◆ **Information provided**:

▼

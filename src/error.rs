use thiserror::Error;

/// Errors raised while building a network or a bipartite instance.
///
/// The flow engines themselves never fail once a network exists.
#[derive(Debug, Clone, PartialEq, Eq, Error)]
pub enum FlowError {
    #[error("capacity matrix has {rows} rows, expected {expected}")]
    MatrixRowCount { expected: usize, rows: usize },

    #[error("capacity matrix row {row} has {len} entries, expected {expected}")]
    MatrixRowLength {
        row: usize,
        len: usize,
        expected: usize,
    },

    #[error("vertex {vertex} is out of range for a network of {num_vertices} vertices")]
    VertexOutOfRange { vertex: usize, num_vertices: usize },

    #[error("source and sink must be different vertices (both are {0})")]
    SourceIsSink(usize),

    #[error("self-loop on vertex {0} is not supported")]
    SelfLoop(usize),

    #[error("bipartite edge ({left}, {right}) is outside a {left_count}x{right_count} graph")]
    BipartiteEdgeOutOfRange {
        left: usize,
        right: usize,
        left_count: usize,
        right_count: usize,
    },

    #[error("unknown flow algorithm '{0}', expected 'dinitz' or 'edmonds-karp'")]
    UnknownAlgorithm(String),
}
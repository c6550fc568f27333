use std::collections::VecDeque;

use rustc_hash::{FxHashMap, FxHashSet};

use crate::residual::{has_path, ResidualGraph};

/// BFS distance from `source` over positive-residual edges, `None` for
/// unreached vertices.
pub fn build_levels(residual: &ResidualGraph, source: usize) -> Vec<Option<usize>> {
    let mut level = vec![None; residual.nodes_count()];
    let mut queue = VecDeque::new();
    level[source] = Some(0);
    queue.push_back((source, 0));

    while let Some((node, depth)) = queue.pop_front() {
        for (head, _) in residual.neighbors(node) {
            if level[head].is_none() {
                level[head] = Some(depth + 1);
                queue.push_back((head, depth + 1));
            }
        }
    }

    level
}

/// Layered subgraph of a residual graph used by one blocking-flow phase.
///
/// Only edges going exactly one level deeper are kept. `incoming` indexes
/// the same edges by head, so that a dead-end vertex can be cut off from
/// all of its predecessors without scanning the whole graph.
#[derive(Clone, Debug, PartialEq, Eq)]
pub struct AdvancingGraph {
    outgoing: Vec<FxHashMap<usize, u64>>,
    incoming: Vec<FxHashSet<usize>>,
}

impl AdvancingGraph {
    pub fn build(residual: &ResidualGraph, level: &[Option<usize>]) -> Self {
        let nodes_count = residual.nodes_count();
        let mut outgoing = vec![FxHashMap::default(); nodes_count];
        let mut incoming = vec![FxHashSet::default(); nodes_count];

        for node in 0..nodes_count {
            let Some(node_level) = level[node] else {
                continue;
            };
            for (head, capacity) in residual.neighbors(node) {
                if level[head] == Some(node_level + 1) {
                    outgoing[node].insert(head, capacity);
                    incoming[head].insert(node);
                }
            }
        }

        Self { outgoing, incoming }
    }

    pub fn nodes_count(&self) -> usize {
        self.outgoing.len()
    }

    pub fn capacity(&self, node: usize, head: usize) -> u64 {
        self.outgoing[node].get(&head).copied().unwrap_or(0)
    }

    pub fn outgoing(&self) -> &[FxHashMap<usize, u64>] {
        &self.outgoing
    }

    pub fn out_neighbors(&self, node: usize) -> impl Iterator<Item = usize> + '_ {
        self.outgoing[node].keys().copied()
    }

    pub fn has_out_edges(&self, node: usize) -> bool {
        !self.outgoing[node].is_empty()
    }

    pub fn edges_count(&self) -> usize {
        self.outgoing.iter().map(|edges| edges.len()).sum()
    }

    pub fn has_path(&self, source: usize, dest: usize) -> bool {
        has_path(&self.outgoing, source, dest)
    }

    /// Consumes `amount` units of capacity on `node -> head`.
    ///
    /// Returns true when the edge got saturated and was removed.
    pub fn consume(&mut self, node: usize, head: usize, amount: u64) -> bool {
        let Some(capacity) = self.outgoing[node].get_mut(&head) else {
            return false;
        };
        debug_assert!(*capacity >= amount);
        *capacity -= amount;
        if *capacity == 0 {
            self.remove_edge(node, head);
            return true;
        }
        false
    }

    pub fn remove_edge(&mut self, node: usize, head: usize) {
        self.outgoing[node].remove(&head);
        self.incoming[head].remove(&node);
    }

    /// Drops every advancing edge entering `node`.
    pub fn disconnect_incoming(&mut self, node: usize) {
        for pred in std::mem::take(&mut self.incoming[node]) {
            self.outgoing[pred].remove(&node);
        }
    }
}
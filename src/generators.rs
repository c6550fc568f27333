use rand::{distributions::WeightedIndex, prelude::Distribution, Rng};
use rustc_hash::{FxHashMap, FxHashSet};

use crate::matching::BipartiteGraph;

/// Directed Erdős–Rényi graph: every ordered pair of distinct vertices is
/// an edge with probability `p`, with a capacity uniform in `[1, max_capacity]`.
pub fn generate_erdos_renyi_graph(
    rng: &mut impl Rng,
    n: usize,
    p: f64,
    max_capacity: u64,
) -> Vec<FxHashMap<usize, u64>> {
    let mut graph = vec![FxHashMap::default(); n];

    for (node, edges) in graph.iter_mut().enumerate() {
        for target in 0..n {
            if target != node && rng.gen::<f64>() < p {
                edges.insert(target, rng.gen_range(1..=max_capacity.max(1)));
            }
        }
    }

    graph
}

/// Barabási–Albert preferential attachment: each new vertex draws `m`
/// earlier vertices with probability proportional to their degree and gets
/// an edge from each distinct one.
pub fn generate_barabasi_albert_graph(
    rng: &mut impl Rng,
    n: usize,
    m: usize,
    max_capacity: u64,
) -> Vec<FxHashMap<usize, u64>> {
    let mut graph = vec![FxHashMap::default(); n];
    if n < 2 {
        return graph;
    }
    let max_capacity = max_capacity.max(1);
    let mut degrees = vec![0usize; n];

    graph[0].insert(1, rng.gen_range(1..=max_capacity));
    degrees[0] = 1;
    degrees[1] = 1;

    for node in 2..n {
        let Ok(distribution) = WeightedIndex::new(&degrees[..node]) else {
            continue;
        };
        let selected: FxHashSet<usize> = (0..m).map(|_| distribution.sample(rng)).collect();

        for &target in &selected {
            degrees[target] += 1;
            graph[target].insert(node, rng.gen_range(1..=max_capacity));
        }
        degrees[node] = selected.len();
    }

    graph
}

/// Random bipartite graph with `n` vertices per side and edge probability `p`.
pub fn generate_erdos_renyi_bipartite_graph(rng: &mut impl Rng, n: usize, p: f64) -> BipartiteGraph {
    let mut graph = BipartiteGraph::new(n, n);
    for left in 0..n {
        for right in 0..n {
            if rng.gen::<f64>() < p {
                if let Err(err) = graph.add_edge(left, right) {
                    log::error!("Skipping generated edge: {}", err);
                }
            }
        }
    }
    graph
}

#[cfg(test)]
mod tests {
    use super::*;
    use rand::{rngs::StdRng, SeedableRng};

    #[test]
    fn erdos_renyi_bounds() {
        let mut rng = StdRng::seed_from_u64(7);
        let graph = generate_erdos_renyi_graph(&mut rng, 30, 0.2, 10);

        assert_eq!(graph.len(), 30);
        for (node, edges) in graph.iter().enumerate() {
            assert!(!edges.contains_key(&node));
            for &capacity in edges.values() {
                assert!((1..=10).contains(&capacity));
            }
        }

        let empty = generate_erdos_renyi_graph(&mut rng, 10, 0.0, 10);
        assert!(empty.iter().all(|edges| edges.is_empty()));
        let complete = generate_erdos_renyi_graph(&mut rng, 10, 1.0, 10);
        assert!(complete.iter().all(|edges| edges.len() == 9));
    }

    #[test]
    fn barabasi_albert_attaches_every_vertex() {
        let mut rng = StdRng::seed_from_u64(11);
        let graph = generate_barabasi_albert_graph(&mut rng, 40, 3, 5);

        let mut has_in_edge = vec![false; 40];
        for (node, edges) in graph.iter().enumerate() {
            for (&target, &capacity) in edges {
                assert!(target > node);
                assert!((1..=5).contains(&capacity));
                has_in_edge[target] = true;
            }
        }
        assert!(has_in_edge[1..].iter().all(|&x| x));
    }

    #[test]
    fn same_seed_same_graph() {
        let first = generate_erdos_renyi_graph(&mut StdRng::seed_from_u64(3), 20, 0.3, 30);
        let second = generate_erdos_renyi_graph(&mut StdRng::seed_from_u64(3), 20, 0.3, 30);
        assert_eq!(first, second);
    }

    #[test]
    fn bipartite_edges_stay_in_range() {
        let mut rng = StdRng::seed_from_u64(5);
        let graph = generate_erdos_renyi_bipartite_graph(&mut rng, 8, 0.5);
        assert_eq!((graph.left_count(), graph.right_count()), (8, 8));
        for left in 0..8 {
            assert!(graph.neighbors(left).iter().all(|&right| right < 8));
        }
    }
}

▲

◆ **About this task**:
Where does "FxHashSet" appear in the records above? Copy each line that holds it.

◆ **Task response**:
use rustc_hash::{FxHashMap, FxHashSet};
    incoming: Vec<FxHashSet<usize>>,
        let mut incoming = vec![FxHashSet::default(); nodes_count];
use rustc_hash::{FxHashMap, FxHashSet};
        let selected: FxHashSet<usize> = (0..m).map(|_| distribution.sample(rng)).collect();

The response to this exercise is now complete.